What lines of the data hold the string "candidate"? Pull each one out.

- **Saved data entries**
--- START ---

//! Per-file extraction: parse, select, detach tails, turn matches into cleaned examples.

use crate::config::{ExtractOptions, TextMode};
use crate::filters::{accept, cleanup, exceeds_min_length};
use crate::segment::SentenceSegmenter;
use crate::selector::Selector;
use crate::xml::XmlDocument;
use anyhow::Result;
use std::path::Path;
use std::sync::Arc;

/// Everything an extraction unit needs, shared read-only across workers.
#[derive(Clone)]
pub struct ExtractSpec {
    pub selector: Selector,
    pub mode: TextMode,
    pub remove_tail: bool,
    pub min_char_length: usize,
    pub segmenter: Arc<dyn SentenceSegmenter>,
}

impl ExtractSpec {
    pub fn from_options(opts: &ExtractOptions, segmenter: Arc<dyn SentenceSegmenter>) -> Result<Self> {
        let selector = Selector::compile(&opts.xpath)?;
        if opts.keep_xml && opts.sentence_level {
            tracing::warn!("keep_xml is set: sentence_level is ignored, whole elements are kept");
        }
        Ok(Self {
            selector,
            mode: opts.text_mode(),
            remove_tail: opts.remove_tail,
            min_char_length: opts.min_char_length,
            segmenter,
        })
    }
}

impl std::fmt::Debug for ExtractSpec {
    fn fmt(&self, f: &mut std::fmt::Formatter<'_>) -> std::fmt::Result {
        f.debug_struct("ExtractSpec")
            .field("selector", &self.selector.as_str())
            .field("mode", &self.mode)
            .field("remove_tail", &self.remove_tail)
            .field("min_char_length", &self.min_char_length)
            .finish()
    }
}

/// Examples produced by one source document.
#[derive(Clone, Debug, Default)]
pub struct FileExamples {
    pub matched_elements: usize,
    pub examples: Vec<String>,
}

pub fn extract_file(path: &Path, spec: &ExtractSpec) -> Result<FileExamples> {
    let doc = XmlDocument::open(path)?;
    Ok(extract_from_document(doc, spec))
}

pub fn extract_from_str(xml: &str, spec: &ExtractSpec) -> Result<FileExamples> {
    let doc = XmlDocument::parse(xml)?;
    Ok(extract_from_document(doc, spec))
}

pub fn extract_from_document(mut doc: XmlDocument, spec: &ExtractSpec) -> FileExamples {
    let matches = spec.selector.select(&doc);
    // tails go first so no extracted text ever sees them, nested matches included
    if spec.remove_tail {
        for &id in &matches {
            doc.clear_tail(id);
        }
    }

    let mut examples = Vec::new();
    for &id in &matches {
        match spec.mode {
            TextMode::KeepMarkup => {
                if exceeds_min_length(&cleanup(&doc.inner_text(id)), spec.min_char_length) {
                    examples.push(cleanup(&doc.to_markup(id)));
                }
            }
            TextMode::InnerText { sentence_level: true } => {
                let text = doc.inner_text(id);
                for sentence in spec.segmenter.segment(&text) {
                    if let Some(s) = accept(&sentence, spec.min_char_length) {
                        examples.push(s);
                    }
                }
            }
            TextMode::InnerText { sentence_level: false } => {
                if let Some(s) = accept(&doc.inner_text(id), spec.min_char_length) {
                    examples.push(s);
                }
            }
        }
    }
    FileExamples { matched_elements: matches.len(), examples }
}
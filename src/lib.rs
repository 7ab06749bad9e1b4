mod config;
mod error;
mod paths;
mod util;
mod progress;

mod xml;
mod selector;
mod segment;
mod filters;
mod extract;

mod sampling;
mod writer;
mod concurrency;
mod scheduler;
mod report;
mod pipeline;

pub use crate::config::{ExtractOptions, FailurePolicy, TextMode, DEFAULT_SUBSETS, DEFAULT_XPATH};
pub use crate::error::{PreconditionError, UnitFailure, UnitOutcome};
pub use crate::pipeline::CorpusExtractor;
pub use crate::report::{FailureRecord, RunReport, SubsetReport};

// corpus layout and scanning
pub use crate::paths::{scan_subset, has_allowed_extension, DatasetLayout, SubsetPaths, ALLOWED_EXTENSIONS};

// XML tree, selector, and per-file extraction
pub use crate::xml::{NodeId, XmlDocument};
pub use crate::selector::{Selector, SelectorError};
pub use crate::extract::{extract_file, extract_from_str, extract_from_document, ExtractSpec, FileExamples};

// sentence splitting adapter
pub use crate::segment::{NoSegmenter, RuleSegmenter, SentenceSegmenter};

// cleanup and length filter
pub use crate::filters::{accept, cleanup, exceeds_min_length};

// sampling, writing, scheduling
pub use crate::sampling::SamplingGate;
pub use crate::writer::AppendWriter;
pub use crate::concurrency::{AnyPool, InlinePool, RayonPool, WorkerPool};
pub use crate::scheduler::BatchScheduler;

// logging setup for binaries
pub use crate::util::{init_tracing_once, init_tracing_with_default};
//! Length filter and whitespace cleanup applied to every candidate example.

/// Collapse every whitespace run (newlines, tabs, NBSP and other Unicode
/// spaces included) into one ASCII space and trim both ends.
/// The result never contains a line break, and `cleanup(cleanup(s)) == cleanup(s)`.
pub fn cleanup(s: &str) -> String {
    let mut out = String::with_capacity(s.len());
    for word in s.split_whitespace() {
        if !out.is_empty() {
            out.push(' ');
        }
        out.push_str(word);
    }
    out
}

/// Character (not byte) count strictly greater than `min_char_length`.
#[inline]
pub fn exceeds_min_length(s: &str, min_char_length: usize) -> bool {
    s.chars().nth(min_char_length).is_some()
}

/// Clean a candidate and keep it only if the cleaned text is long enough.
pub fn accept(candidate: &str, min_char_length: usize) -> Option<String> {
    let cleaned = cleanup(candidate);
    if exceeds_min_length(&cleaned, min_char_length) {
        Some(cleaned)
    } else {
        None
    }
}
//! Corpus scanning and the on-disk layout of a destination dataset.

use anyhow::{Context, Result};
use std::path::{Path, PathBuf};
use walkdir::WalkDir;

/// Extensions eligible for extraction (exact, case-sensitive match).
pub const ALLOWED_EXTENSIONS: [&str; 3] = ["xml", "XML", "nxml"];

pub fn has_allowed_extension(path: &Path) -> bool {
    path.extension()
        .and_then(|e| e.to_str())
        .map(|e| ALLOWED_EXTENSIONS.contains(&e))
        .unwrap_or(false)
}

/// List the eligible source files directly inside `dir` (no recursion), in
/// directory-iteration order. A subset with no matching file yields an empty list.
pub fn scan_subset(dir: &Path) -> Result<Vec<PathBuf>> {
    if !dir.is_dir() {
        anyhow::bail!("{} is not a directory", dir.display());
    }
    let mut files = Vec::new();
    for entry in WalkDir::new(dir).min_depth(1).max_depth(1) {
        let ent = match entry {
            Ok(ent) => ent,
            Err(e) => {
                tracing::warn!(dir=%dir.display(), error=%e, "Skipping unreadable directory entry");
                continue;
            }
        };
        if !ent.file_type().is_file() && !is_file_symlink(ent.path()) {
            continue;
        }
        if has_allowed_extension(ent.path()) {
            files.push(ent.path().to_path_buf());
        }
    }
    Ok(files)
}

fn is_file_symlink(path: &Path) -> bool {
    std::fs::metadata(path).map(|m| m.is_file()).unwrap_or(false)
}

/// Source directory and destination file of one subset.
#[derive(Clone, Debug)]
pub struct SubsetPaths {
    pub name: String,
    pub source_dir: PathBuf,
    pub destination_file: PathBuf,
}

/// Corpus root, destination directory, and the per-subset pairs between them.
#[derive(Clone, Debug)]
pub struct DatasetLayout {
    pub corpus: PathBuf,
    pub destination_dir: PathBuf,
    pub subsets: Vec<SubsetPaths>,
}

impl DatasetLayout {
    pub fn new(corpus: &Path, destination_dir: &Path, subsets: &[String]) -> Self {
        let subsets = subsets
            .iter()
            .map(|name| SubsetPaths {
                name: name.clone(),
                source_dir: corpus.join(name),
                destination_file: destination_dir.join(format!("{}.txt", name)),
            })
            .collect();
        Self {
            corpus: corpus.to_path_buf(),
            destination_dir: destination_dir.to_path_buf(),
            subsets,
        }
    }

    /// Parent of the destination directory; `.` for a bare relative name.
    pub fn destination_parent(&self) -> PathBuf {
        match self.destination_dir.parent() {
            Some(p) if !p.as_os_str().is_empty() => p.to_path_buf(),
            _ => PathBuf::from("."),
        }
    }

    pub fn existing_destination_files(&self) -> Vec<PathBuf> {
        self.subsets
            .iter()
            .filter(|s| s.destination_file.exists())
            .map(|s| s.destination_file.clone())
            .collect()
    }

    pub fn missing_subsets(&self) -> Vec<String> {
        self.subsets
            .iter()
            .filter(|s| !s.source_dir.is_dir())
            .map(|s| s.name.clone())
            .collect()
    }

    pub fn create_destination(&self) -> Result<()> {
        std::fs::create_dir(&self.destination_dir)
            .with_context(|| format!("create {}", self.destination_dir.display()))
    }
}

--- END ---

- **Solution**
//! Length filter and whitespace cleanup applied to every candidate example.
/// Clean a candidate and keep it only if the cleaned text is long enough.
pub fn accept(candidate: &str, min_char_length: usize) -> Option<String> {
    let cleaned = cleanup(candidate);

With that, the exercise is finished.